The sauce thosen t have to be sweete!But if slightly acidic put just a tee spoon of shugar in it and stair it!Don t need to coock it alot becaus will finish to coock in the oven anyway.
Prepare a part a plate with flauar and a bowl with wisked eggs,salt,pepper and parmesan.
Once sliced the obergine as you said of 1 cm lenght put them in the flower and then in the eggs and so in a fry pan with a bit of vegetable oil,as you wouldn t waste olive oil for fry.
Put some paper in a plate and dry the aubergine while you are putting them on the plate just after golden.Once finally finished to fry,put the first lair of tomato sauce in the pot that will go in the oven.After the tomato put the aubergine with on top another lair of sauce,mozzarella,and a lair of parmesan..and keep going untill reach the top..aubegine,tomato,mozzarella and parmesan...30 minuts 180C and then leave 30 minuts drying in the oven. It's gforgeous...my english is not that good but in the kitchen...mhmhmhmhmh we all have it in the blod!!! Enjoy the real PARMIGIANA DI MELANZANE!
i'm not so sure whether Mr J. Oliver would approve, but i couldn't help but add roasted pine kernels/nuts, grilled sweet red peppers and courgettes.
The mozarella and bread crumbs (in touch of olive oil) were perfect to add. come out lovely and crispy.
Me and my friend tried this before a night out and was pleasantly surprised. Im becoming more adventorous wth the cooking so was excited to try this. Had no white white and just used aubergines. It was divine. I had some left over to have for another day and it tasted as good. Cant wait to try something new again. Also if anyone has any nice salad dressing ideas Id LOVE TO HEAR THEM. Trying new recipes all the time. Thanks again to jamies ministyr of food for getting me cooking
Tried this recipe out this weekend and it was absolutely amazing! I was making it for the first time so i stuck to the recipe, but will try to play around a bit with the ingredients next time round.

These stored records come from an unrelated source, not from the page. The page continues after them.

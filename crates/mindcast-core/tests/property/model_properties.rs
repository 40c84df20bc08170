//! Property tests for risk banding and tier ordering.

use chrono::{Duration, TimeZone, Utc};
use mindcast_core::models::{HighRiskPeriod, MembershipTier, RiskLevel};
use proptest::prelude::*;

fn tier() -> impl Strategy<Value = MembershipTier> {
    prop_oneof![
        Just(MembershipTier::Free),
        Just(MembershipTier::Basic),
        Just(MembershipTier::Premium),
        Just(MembershipTier::Platinum),
    ]
}

proptest! {
    #[test]
    fn risk_level_is_monotonic(a in 0.0f64..=1.0, b in 0.0f64..=1.0) {
        let (lo, hi) = if a <= b { (a, b) } else { (b, a) };
        prop_assert!(RiskLevel::from_score(lo) <= RiskLevel::from_score(hi));
    }

    #[test]
    fn period_risk_is_clamped(risk in -5.0f64..5.0, hours in 0i64..72) {
        let start = Utc.with_ymd_and_hms(2026, 1, 1, 0, 0, 0).unwrap();
        let period = HighRiskPeriod::new(start, start + Duration::hours(hours), risk, "r");
        prop_assert!((0.0..=1.0).contains(&period.risk_score));
        prop_assert!(period.overlaps(&period));
    }

    #[test]
    fn highest_tier_meets_every_active_tier(tiers in prop::collection::vec(tier(), 0..6)) {
        let best = MembershipTier::highest(tiers.iter().copied());
        for t in &tiers {
            prop_assert!(best.meets(*t));
        }
        if tiers.is_empty() {
            prop_assert_eq!(best, MembershipTier::Free);
        }
    }
}
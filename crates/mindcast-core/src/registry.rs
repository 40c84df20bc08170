//! Explicit tag → handler map for per-episode-type forecast contributors.

use std::collections::BTreeMap;
use std::sync::Arc;

use crate::errors::{MindcastResult, RegistryError};
use crate::traits::{IEpisodeTypeRegistry, IForecastContributor};

/// Contributors keyed by the episode type they serve.
#[derive(Clone, Default)]
pub struct ContributorRegistry {
    contributors: BTreeMap<String, Arc<dyn IForecastContributor>>,
}

impl ContributorRegistry {
    pub fn new() -> Self {
        Self::default()
    }

    /// Register a contributor. Rejects a second handler for the same type.
    pub fn register(&mut self, contributor: Arc<dyn IForecastContributor>) -> MindcastResult<()> {
        let episode_type = contributor.episode_type().to_string();
        if self.contributors.contains_key(&episode_type) {
            return Err(RegistryError::DuplicateContributor { episode_type }.into());
        }
        self.contributors.insert(episode_type, contributor);
        Ok(())
    }

    /// Builder-style registration.
    pub fn with(mut self, contributor: Arc<dyn IForecastContributor>) -> MindcastResult<Self> {
        self.register(contributor)?;
        Ok(self)
    }

    /// Every registered type must be known to the episode type registry.
    pub fn validate(&self, types: &dyn IEpisodeTypeRegistry) -> MindcastResult<()> {
        for episode_type in self.contributors.keys() {
            if !types.is_registered(episode_type) {
                return Err(RegistryError::UnknownEpisodeType {
                    episode_type: episode_type.clone(),
                }
                .into());
            }
        }
        Ok(())
    }

    pub fn get(&self, episode_type: &str) -> Option<&Arc<dyn IForecastContributor>> {
        self.contributors.get(episode_type)
    }

    pub fn episode_types(&self) -> impl Iterator<Item = &str> {
        self.contributors.keys().map(String::as_str)
    }

    pub fn len(&self) -> usize {
        self.contributors.len()
    }

    pub fn is_empty(&self) -> bool {
        self.contributors.is_empty()
    }
}

impl std::fmt::Debug for ContributorRegistry {
    fn fmt(&self, f: &mut std::fmt::Formatter<'_>) -> std::fmt::Result {
        f.debug_struct("ContributorRegistry")
            .field("episode_types", &self.contributors.keys().collect::<Vec<_>>())
            .finish()
    }
}
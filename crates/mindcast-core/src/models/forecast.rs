use std::collections::BTreeMap;
use std::fmt;

use chrono::{DateTime, Utc};
use serde::{Deserialize, Serialize};

use super::correlation::CorrelationRiskFactor;
use super::episode::UserId;
use super::profile::{CopingStrategy, CyclePhase};
use super::tier::MembershipTier;
use super::window::ForecastWindow;
use crate::constants::{RISK_CRITICAL_FLOOR, RISK_HIGH_FLOOR, RISK_MODERATE_FLOOR};

/// Categorical banding of an overall risk score.
#[derive(Debug, Clone, Copy, PartialEq, Eq, Hash, PartialOrd, Ord, Serialize, Deserialize)]
#[serde(rename_all = "snake_case")]
pub enum RiskLevel {
    Low,
    Moderate,
    High,
    Critical,
}

impl RiskLevel {
    /// Fixed bands: [0,0.3) low, [0.3,0.6) moderate, [0.6,0.8) high, [0.8,1] critical.
    pub fn from_score(score: f64) -> Self {
        if score >= RISK_CRITICAL_FLOOR {
            Self::Critical
        } else if score >= RISK_HIGH_FLOOR {
            Self::High
        } else if score >= RISK_MODERATE_FLOOR {
            Self::Moderate
        } else {
            Self::Low
        }
    }

    pub fn as_str(&self) -> &'static str {
        match self {
            Self::Low => "low",
            Self::Moderate => "moderate",
            Self::High => "high",
            Self::Critical => "critical",
        }
    }

    /// Display color as a hex string.
    pub fn color(&self) -> &'static str {
        match self {
            Self::Low => "#4caf50",
            Self::Moderate => "#ff9800",
            Self::High => "#f44336",
            Self::Critical => "#9c27b0",
        }
    }

    pub fn description(&self) -> &'static str {
        match self {
            Self::Low => "Low risk. Keep up your current routine.",
            Self::Moderate => "Moderate risk. Extra self-care is recommended.",
            Self::High => "High risk. Activate your coping plan early.",
            Self::Critical => "Critical risk. Reach out to your support contacts now.",
        }
    }
}

impl fmt::Display for RiskLevel {
    fn fmt(&self, f: &mut fmt::Formatter<'_>) -> fmt::Result {
        f.write_str(self.as_str())
    }
}

/// A time interval with elevated risk.
#[derive(Debug, Clone, PartialEq, Serialize, Deserialize)]
pub struct HighRiskPeriod {
    pub start: DateTime<Utc>,
    pub end: DateTime<Utc>,
    pub risk_score: f64,
    pub reasons: Vec<String>,
}

impl HighRiskPeriod {
    pub fn new(
        start: DateTime<Utc>,
        end: DateTime<Utc>,
        risk_score: f64,
        reason: impl Into<String>,
    ) -> Self {
        Self {
            start,
            end,
            risk_score: risk_score.clamp(0.0, 1.0),
            reasons: vec![reason.into()],
        }
    }

    /// Intervals that share at least one instant overlap (touching counts).
    pub fn overlaps(&self, other: &HighRiskPeriod) -> bool {
        self.start <= other.end && other.start <= self.end
    }
}

/// One episode type's contribution to a forecast.
#[derive(Debug, Clone, PartialEq, Serialize, Deserialize)]
pub struct EpisodeRisk {
    pub risk_score: f64,
    pub confidence: f64,
    pub weight: f64,
    pub contributing_factors: Vec<String>,
}

/// A pattern that is currently active and influenced the forecast.
#[derive(Debug, Clone, PartialEq, Serialize, Deserialize)]
pub struct ActivePattern {
    /// Stable tag, e.g. "immediate_cascade_risk" or "peak_hour".
    pub name: String,
    pub description: String,
    pub risk_contribution: f64,
}

/// A biological signal that influenced the forecast.
#[derive(Debug, Clone, PartialEq, Serialize, Deserialize)]
#[serde(tag = "factor", rename_all = "snake_case")]
pub enum BiologicalFactor {
    CyclePhase {
        phase: CyclePhase,
        risk_contribution: f64,
    },
    SleepDeprivation {
        average_sleep_hours: f64,
        risk_contribution: f64,
    },
}

impl BiologicalFactor {
    pub fn risk_contribution(&self) -> f64 {
        match self {
            Self::CyclePhase {
                risk_contribution, ..
            }
            | Self::SleepDeprivation {
                risk_contribution, ..
            } => *risk_contribution,
        }
    }
}

/// Warning that the user is mid-way through a known episode sequence.
#[derive(Debug, Clone, PartialEq, Serialize, Deserialize)]
pub struct CascadeWarning {
    pub trigger_type: String,
    pub expected_next: String,
    pub probability: f64,
    pub hours_since_trigger: f64,
    /// Hours until the following episode typically occurs.
    pub expected_in_hours: f64,
    /// Hours left in which prevention can still interrupt the sequence.
    pub prevention_window_hours: f64,
}

#[derive(Debug, Clone, Copy, PartialEq, Eq, Hash, Serialize, Deserialize)]
#[serde(rename_all = "snake_case")]
pub enum InsightKind {
    Warning,
    Positive,
    Info,
    Celebration,
}

/// A human-facing observation attached to a forecast.
#[derive(Debug, Clone, PartialEq, Serialize, Deserialize)]
pub struct ForecastInsight {
    pub kind: InsightKind,
    /// Stable tag, e.g. "risk_trend_rising".
    pub key: String,
    pub title: String,
    pub message: String,
}

impl ForecastInsight {
    pub fn new(
        kind: InsightKind,
        key: impl Into<String>,
        title: impl Into<String>,
        message: impl Into<String>,
    ) -> Self {
        Self {
            kind,
            key: key.into(),
            title: title.into(),
            message: message.into(),
        }
    }
}

/// A suggested action in a prevention plan.
#[derive(Debug, Clone, PartialEq, Serialize, Deserialize)]
pub struct PlanAction {
    pub key: String,
    pub description: String,
}

impl PlanAction {
    pub fn new(key: impl Into<String>, description: impl Into<String>) -> Self {
        Self {
            key: key.into(),
            description: description.into(),
        }
    }
}

/// Risk-level-appropriate actions and daily practices.
#[derive(Debug, Clone, Default, PartialEq, Serialize, Deserialize)]
pub struct PreventionPlan {
    pub immediate_actions: Vec<PlanAction>,
    pub daily_practices: Vec<PlanAction>,
    /// The user's historically most effective strategies.
    pub coping_strategies: Vec<CopingStrategy>,
}

/// Cache key for a forecast.
#[derive(Debug, Clone, Copy, PartialEq, Eq, Hash, Serialize, Deserialize)]
pub struct ForecastKey {
    pub user_id: UserId,
    pub window: ForecastWindow,
}

impl ForecastKey {
    pub fn new(user_id: UserId, window: ForecastWindow) -> Self {
        Self { user_id, window }
    }
}

/// A unified risk assessment for one user and window.
///
/// An empty `episode_risks` map means no contributor had data: the consuming
/// layer must present that as "unknown", not as zero risk.
#[derive(Debug, Clone, PartialEq, Serialize, Deserialize)]
pub struct Forecast {
    pub forecast_id: uuid::Uuid,
    pub user_id: UserId,
    pub window: ForecastWindow,
    pub overall_risk: f64,
    pub confidence: f64,
    pub risk_level: RiskLevel,
    pub episode_risks: BTreeMap<String, EpisodeRisk>,
    pub high_risk_periods: Vec<HighRiskPeriod>,
    pub correlation_risks: Vec<CorrelationRiskFactor>,
    pub active_patterns: Vec<ActivePattern>,
    pub biological_factors: Vec<BiologicalFactor>,
    pub cascade_warning: Option<CascadeWarning>,
    pub prevention_plan: PreventionPlan,
    pub insights: Vec<ForecastInsight>,
    pub recommendations: Vec<String>,
    pub ai_enhanced: bool,
    pub ai_predictions: Vec<String>,
    pub generated_at: DateTime<Utc>,
    pub expires_at: DateTime<Utc>,
}

impl Forecast {
    pub fn key(&self) -> ForecastKey {
        ForecastKey::new(self.user_id, self.window)
    }

    /// Whether any episode type contributed data.
    pub fn has_data(&self) -> bool {
        !self.episode_risks.is_empty()
    }

    /// Fresh while younger than its window's TTL.
    pub fn is_fresh(&self, now: DateTime<Utc>) -> bool {
        now < self.expires_at
    }
}

/// Returned instead of a forecast when the user's tier is too low.
#[derive(Debug, Clone, PartialEq, Serialize, Deserialize)]
pub struct AccessDenied {
    pub user_id: UserId,
    pub window: ForecastWindow,
    pub required_tier: MembershipTier,
    pub current_tier: MembershipTier,
    pub message: String,
}

impl AccessDenied {
    pub fn new(
        user_id: UserId,
        window: ForecastWindow,
        required_tier: MembershipTier,
        current_tier: MembershipTier,
    ) -> Self {
        Self {
            user_id,
            window,
            required_tier,
            current_tier,
            message: format!(
                "The {} forecast requires a {} membership or higher.",
                window, required_tier
            ),
        }
    }
}

/// Result of a forecast request. Callers must check for denial before using
/// forecast fields.
#[derive(Debug, Clone, PartialEq, Serialize, Deserialize)]
#[serde(tag = "status", rename_all = "snake_case")]
pub enum ForecastOutcome {
    Ready(Box<Forecast>),
    AccessDenied(AccessDenied),
}

impl ForecastOutcome {
    pub fn forecast(&self) -> Option<&Forecast> {
        match self {
            Self::Ready(f) => Some(f),
            Self::AccessDenied(_) => None,
        }
    }

    pub fn into_forecast(self) -> Option<Forecast> {
        match self {
            Self::Ready(f) => Some(*f),
            Self::AccessDenied(_) => None,
        }
    }

    pub fn is_denied(&self) -> bool {
        matches!(self, Self::AccessDenied(_))
    }
}

/// Compact record of a built forecast, kept for trend analysis.
#[derive(Debug, Clone, PartialEq, Serialize, Deserialize)]
pub struct ForecastLogEntry {
    pub user_id: UserId,
    pub window: ForecastWindow,
    pub overall_risk: f64,
    pub confidence: f64,
    pub risk_level: RiskLevel,
    pub ai_enhanced: bool,
    pub generated_at: DateTime<Utc>,
}

impl From<&Forecast> for ForecastLogEntry {
    fn from(f: &Forecast) -> Self {
        Self {
            user_id: f.user_id,
            window: f.window,
            overall_risk: f.overall_risk,
            confidence: f.confidence,
            risk_level: f.risk_level,
            ai_enhanced: f.ai_enhanced,
            generated_at: f.generated_at,
        }
    }
}
//! Per-user serialization of detection passes.
//!
//! The pattern threshold check reads a count and then inserts; two passes for
//! the same user must not interleave there. Passes for different users never
//! contend. A user's entry is dropped once no pass holds it, so the map only
//! grows with the number of users being processed at the same time.

use std::sync::{Arc, Mutex, MutexGuard};

use dashmap::DashMap;

use mindcast_core::errors::{MindcastError, MindcastResult};
use mindcast_core::models::UserId;

#[derive(Debug, Default)]
pub struct UserLocks {
    locks: DashMap<UserId, Arc<Mutex<()>>>,
}

impl UserLocks {
    pub fn new() -> Self {
        Self::default()
    }

    /// The lock handle for a user, created on first use.
    pub fn handle(&self, user_id: UserId) -> Arc<Mutex<()>> {
        Arc::clone(self.locks.entry(user_id).or_default().value())
    }

    /// Run `f` while holding the user's lock, then drop the user's entry if
    /// no other pass is waiting on it.
    pub fn run_exclusive<T, F>(&self, user_id: UserId, f: F) -> MindcastResult<T>
    where
        F: FnOnce() -> MindcastResult<T>,
    {
        let handle = self.handle(user_id);
        let result = match acquire(&handle, user_id) {
            Ok(_guard) => f(),
            Err(e) => Err(e),
        };
        drop(handle);
        self.locks
            .remove_if(&user_id, |_, lock| Arc::strong_count(lock) == 1);
        result
    }

    /// Number of users with a lock handle.
    pub fn len(&self) -> usize {
        self.locks.len()
    }

    pub fn is_empty(&self) -> bool {
        self.locks.is_empty()
    }
}

/// Acquire a handle returned by [`UserLocks::handle`].
pub fn acquire(handle: &Mutex<()>, user_id: UserId) -> MindcastResult<MutexGuard<'_, ()>> {
    handle.lock().map_err(|_| {
        MindcastError::ConcurrencyError(format!("detection lock poisoned for user {user_id}"))
    })
}
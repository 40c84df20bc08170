//! CorrelationEngine: scans a new episode's neighbourhood, persists
//! significant correlations, emits patterns.

use std::collections::{BTreeMap, BTreeSet, HashMap};
use std::sync::atomic::AtomicBool;
use std::sync::Arc;

use chrono::{DateTime, Duration, Utc};
use tracing::{debug, warn};

use mindcast_core::config::CorrelationConfig;
use mindcast_core::errors::MindcastResult;
use mindcast_core::events::EngineEvent;
use mindcast_core::models::{
    Correlation, CorrelationFilter, CorrelationInsight, CorrelationPattern, CorrelationRiskFactor,
    CorrelationType, DateRange, Episode, EpisodeId, ForecastWindow, PatternLevel, UpsertOutcome,
    UserId,
};
use mindcast_core::registry::ContributorRegistry;
use mindcast_core::traits::{
    IAiCorrelationService, IClock, ICorrelationStore, IEpisodeStore, IEpisodeTypeRegistry,
    IEventSink,
};
use mindcast_observability::detection_span;
use mindcast_observability::tracing_setup::events;

use crate::locks::UserLocks;
use crate::patterns::{self, summarize};
use crate::report::{DetectionSummary, SkipReason};
use crate::scoring::{score_pair, PairHistory};
use crate::{ai, insights, risk_factors};

/// Correlation engine. Cheap to share behind an `Arc`; all state is either
/// injected collaborators or per-user locks.
pub struct CorrelationEngine {
    pub(crate) episodes: Arc<dyn IEpisodeStore>,
    pub(crate) store: Arc<dyn ICorrelationStore>,
    types: Arc<dyn IEpisodeTypeRegistry>,
    events: Arc<dyn IEventSink>,
    pub(crate) clock: Arc<dyn IClock>,
    contributors: ContributorRegistry,
    ai_service: Option<Arc<dyn IAiCorrelationService>>,
    pub(crate) config: CorrelationConfig,
    locks: UserLocks,
    pub(crate) maintenance_running: AtomicBool,
}

impl CorrelationEngine {
    pub fn new(
        episodes: Arc<dyn IEpisodeStore>,
        store: Arc<dyn ICorrelationStore>,
        types: Arc<dyn IEpisodeTypeRegistry>,
        events: Arc<dyn IEventSink>,
        clock: Arc<dyn IClock>,
        config: CorrelationConfig,
    ) -> Self {
        Self {
            episodes,
            store,
            types,
            events,
            clock,
            contributors: ContributorRegistry::new(),
            ai_service: None,
            config,
            locks: UserLocks::new(),
            maintenance_running: AtomicBool::new(false),
        }
    }

    /// Per-type risk handlers used by [`Self::get_correlation_risk_factors`].
    /// Fails if a contributor serves a type the registry does not know.
    pub fn with_contributors(mut self, contributors: ContributorRegistry) -> MindcastResult<Self> {
        contributors.validate(self.types.as_ref())?;
        self.contributors = contributors;
        Ok(self)
    }

    /// Optional AI discovery, used only when `ai_enabled` is set.
    pub fn with_ai_service(mut self, service: Arc<dyn IAiCorrelationService>) -> Self {
        self.ai_service = Some(service);
        self
    }

    pub fn config(&self) -> &CorrelationConfig {
        &self.config
    }

    /// Score a pair without persisting, using the user's stored history for
    /// the type orientation.
    pub fn calculate_correlation(
        &self,
        primary: &Episode,
        related: &Episode,
    ) -> MindcastResult<Correlation> {
        let rows = self.store.correlations_between_types(
            primary.user_id,
            &primary.episode_type,
            &related.episode_type,
        )?;
        let history = PairHistory::from_rows(&rows, primary, related);
        let base = self
            .types
            .base_correlation_strength(&primary.episode_type, &related.episode_type);
        Ok(score_pair(primary, related, base, &history, self.clock.now()))
    }

    /// Detect and persist correlations around one episode.
    ///
    /// Missing episodes and users with too little data are skipped, not errors.
    pub fn detect_correlations(&self, episode_id: EpisodeId) -> MindcastResult<DetectionSummary> {
        let _span = detection_span!(episode_id).entered();

        let Some(episode) = self.episodes.get_episode(episode_id)? else {
            debug!(episode_id, "episode not found, skipping detection");
            return Ok(DetectionSummary::skipped(episode_id, SkipReason::EpisodeNotFound));
        };
        let user_id = episode.user_id;

        let logged = self.episodes.count_episodes(user_id)?;
        if logged < self.config.min_episodes_for_correlation {
            debug!(user_id, logged, "not enough episodes for correlation");
            return Ok(DetectionSummary::skipped(
                episode_id,
                SkipReason::InsufficientEpisodes {
                    logged,
                    required: self.config.min_episodes_for_correlation,
                },
            ));
        }

        let range = DateRange::around(
            episode.episode_date,
            Duration::days(self.config.correlation_window_days),
        );
        let nearby = self.episodes.get_episodes(user_id, range)?;

        let mut summary = DetectionSummary::for_episode(episode_id);
        self.locks.run_exclusive(user_id, || {
            for other in nearby.iter().filter(|e| e.episode_id != episode_id) {
                summary.candidates += 1;
                if !self
                    .types
                    .can_correlate(&episode.episode_type, &other.episode_type)
                {
                    summary.incompatible += 1;
                    continue;
                }
                self.correlate_pair(&episode, other, &mut summary)?;
            }
            Ok(())
        })?;

        if self.config.ai_enabled {
            if let Some(service) = &self.ai_service {
                summary.ai_correlations_saved =
                    ai::discover(service, self.store.as_ref(), user_id, &self.config);
            }
        }

        debug!(
            episode_id,
            candidates = summary.candidates,
            inserted = summary.inserted,
            updated = summary.updated,
            patterns = summary.patterns_emitted,
            "detection pass complete"
        );
        Ok(summary)
    }

    /// Score, persist, and pattern-check one compatible pair. Caller holds the
    /// user's lock.
    fn correlate_pair(
        &self,
        trigger: &Episode,
        other: &Episode,
        summary: &mut DetectionSummary,
    ) -> MindcastResult<()> {
        let existing = self
            .store
            .find_by_pair(trigger.user_id, trigger.episode_id, other.episode_id)?;

        // An existing row fixes the orientation so re-detection from either
        // side updates the same primary/related assignment.
        let (primary, related) = match &existing {
            Some(row) if row.primary_episode_id == other.episode_id => (other, trigger),
            _ => (trigger, other),
        };

        let mut correlation = self.calculate_correlation(primary, related)?;
        if correlation.correlation_strength < self.config.min_correlation_strength {
            summary.below_threshold += 1;
            return Ok(());
        }
        if let Some(row) = &existing {
            correlation.correlation_id = row.correlation_id;
            correlation.discovered_date = row.discovered_date;
        }

        let outcome = self.store.upsert_correlation(&correlation)?;
        correlation.correlation_id = Some(outcome.id());
        events::correlation_saved(&correlation, outcome.is_insert());
        match outcome {
            UpsertOutcome::Inserted(_) => {
                summary.inserted += 1;
                self.events.publish(&EngineEvent::CorrelationDiscovered {
                    correlation: correlation.clone(),
                });
            }
            UpsertOutcome::Updated(_) => summary.updated += 1,
        }

        summary.patterns_emitted += self.check_patterns(&correlation)?.len();
        Ok(())
    }

    /// Record every threshold the correlation's group has reached but not yet
    /// recorded. Caller holds the user's lock.
    fn check_patterns(&self, correlation: &Correlation) -> MindcastResult<Vec<CorrelationPattern>> {
        let rows = self.store.correlations_between_types(
            correlation.user_id,
            &correlation.primary_type,
            &correlation.related_type,
        )?;
        let group: Vec<&Correlation> = rows
            .iter()
            .filter(|c| {
                c.correlation_type == correlation.correlation_type
                    && c.correlation_strength >= self.config.min_correlation_strength
            })
            .collect();
        let Some(group_summary) = summarize(&group) else {
            return Ok(Vec::new());
        };

        let subtype =
            CorrelationPattern::subtype_for(&correlation.primary_type, &correlation.related_type);
        let recorded: BTreeSet<u32> = self
            .store
            .patterns_for_user(correlation.user_id)?
            .into_iter()
            .filter(|p| {
                p.pattern_subtype == subtype && p.correlation_type == correlation.correlation_type
            })
            .map(|p| p.threshold)
            .collect();

        let mut emitted = Vec::new();
        for (index, threshold) in patterns::thresholds_crossed(
            group_summary.occurrences,
            &self.config.pattern_thresholds,
            &recorded,
        ) {
            let pattern = patterns::build_pattern(
                correlation.user_id,
                &correlation.primary_type,
                &correlation.related_type,
                correlation.correlation_type,
                index,
                threshold,
                &group_summary,
            );
            if self.store.insert_pattern_if_absent(&pattern)? {
                events::pattern_discovered(&pattern);
                self.events.publish(&EngineEvent::PatternDiscovered {
                    pattern: pattern.clone(),
                });
                emitted.push(pattern);
            }
        }
        Ok(emitted)
    }

    /// Re-run detection over a user's episodes dated at or after `since`.
    /// Idempotent: existing pairs are updated in place.
    pub fn detect_for_user(
        &self,
        user_id: UserId,
        since: DateTime<Utc>,
    ) -> MindcastResult<DetectionSummary> {
        let episodes = self
            .episodes
            .get_episodes(user_id, DateRange::new(since, self.clock.now()))?;
        let mut total = DetectionSummary::default();
        for episode in &episodes {
            let pass = self.detect_correlations(episode.episode_id)?;
            // Every episode of the user would skip for the same reason.
            if let Some(reason @ SkipReason::InsufficientEpisodes { .. }) = pass.skipped {
                total.skipped = Some(reason);
                break;
            }
            total.absorb(&pass);
        }
        Ok(total)
    }

    /// Insights for a user's correlations, grouped by type orientation and
    /// correlation type, strongest-and-most-certain first. `limit` caps the
    /// number of insights.
    pub fn get_user_correlations(
        &self,
        user_id: UserId,
        limit: usize,
    ) -> MindcastResult<Vec<CorrelationInsight>> {
        let rows = self
            .store
            .correlations_for_user(user_id, &CorrelationFilter::default())?;

        let mut groups: BTreeMap<(String, String, CorrelationType), Vec<&Correlation>> =
            BTreeMap::new();
        for c in &rows {
            groups
                .entry((c.primary_type.clone(), c.related_type.clone(), c.correlation_type))
                .or_default()
                .push(c);
        }

        let mut levels: HashMap<(String, CorrelationType), PatternLevel> = HashMap::new();
        for p in self.store.patterns_for_user(user_id)? {
            let slot = levels
                .entry((p.pattern_subtype.clone(), p.correlation_type))
                .or_insert(p.level);
            *slot = (*slot).max(p.level);
        }

        let mut out: Vec<CorrelationInsight> = groups
            .into_iter()
            .filter_map(|((primary, related, kind), members)| {
                let summary = summarize(&members)?;
                let level = levels
                    .get(&(CorrelationPattern::subtype_for(&primary, &related), kind))
                    .copied();
                Some(insights::build_insight(
                    &primary,
                    &related,
                    &self.types.display_name(&primary),
                    &self.types.display_name(&related),
                    kind,
                    &summary,
                    level,
                ))
            })
            .collect();
        insights::rank(&mut out);
        out.truncate(limit);
        Ok(out)
    }

    /// Risk factors for the forecast: strong, recent, recurring correlations
    /// whose primary type is currently risky.
    ///
    /// A primary type with no contributor, or whose contributor fails, yields
    /// no factor.
    pub fn get_correlation_risk_factors(
        &self,
        user_id: UserId,
        window: ForecastWindow,
    ) -> MindcastResult<Vec<CorrelationRiskFactor>> {
        let filter = CorrelationFilter {
            min_strength: Some(self.config.risk_factor_min_strength),
            discovered_since: Some(
                self.clock.now() - Duration::days(self.config.risk_factor_lookback_days),
            ),
            limit: None,
        };
        let rows = self.store.correlations_for_user(user_id, &filter)?;
        let groups =
            risk_factors::recurring_groups(&rows, self.config.risk_factor_min_occurrences);

        let mut primary_risk: HashMap<String, Option<f64>> = HashMap::new();
        let mut factors = Vec::new();
        for (key, summary) in &groups {
            let risk = *primary_risk
                .entry(key.0.clone())
                .or_insert_with(|| self.current_risk(user_id, &key.0, window));
            let Some(risk) = risk else { continue };
            if let Some(f) = risk_factors::risk_factor(
                key,
                summary,
                risk,
                self.config.risk_factor_min_primary_risk,
            ) {
                factors.push(f);
            }
        }
        factors.sort_by(|a, b| b.risk_increase.total_cmp(&a.risk_increase));
        Ok(factors)
    }

    fn current_risk(&self, user_id: UserId, episode_type: &str, window: ForecastWindow) -> Option<f64> {
        let contributor = self.contributors.get(episode_type)?;
        match contributor.contribute_to_forecast(user_id, window) {
            Ok(c) => Some(c.risk_score),
            Err(e) => {
                warn!(user_id, episode_type, error = %e, "primary type risk unavailable");
                None
            }
        }
    }
}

Thanks for sharing it with us :-)
Restaurants do this all the time, one "chef" told me that "all cheese is vegetarian" and seemed angry when I disagreed with him.
To Ahu, if you're having trouble getting oregano, I'm pretty sure it's also known as Marjoram - perhaps you can get it by that name?
For the orhers, it's true, it's a classic south receips
im cooking it for the girlfriend tonight hopefully its a hit hey.
But it is a southern Italian recipe, it isn´t from the north. ;-)
I like to add the mozarella on top, and sometimes as a middle layer too. I do the courgette variation too. YUM.
I love this food, and that's one of my favourites in your recipes!! However I'm having trouble finding oreganos here in Turkey, so is there any other thing you can suggest me to use instead?
PS. I'm a huge fan and I love your TV. show + have one of your books (cook with Jamie), and I feel like I'm a real chef:)
*rolleyes*
This dish is fantasic. I originally came across it at Ciao Baby Cucina (Italian Restaurant Chain) and it's fantastic.
Great recipe Jamie; thrilled to find your version of it works so well at home.
xx
Mozzarella is mentioned as going on top of the dish
Also white or red wine vinegar??
Please can you tell me where I can source La Fiamente (?) tinned tomatoes mentioned in Jamie's book?
kind regards, Sue
great recipe jamie
ps. in italy this is usually a main course dish...
I sometimes add a little balsamic venegar to the sauce. I've also added very thin strips of Schinken Speck to the layers (50 grams will do it). Gives it a slightly smoky flavour.
tryed it and loved it..
the finaly touch with the crumble bread!!!hmmm really amazing...people you should try this dish!!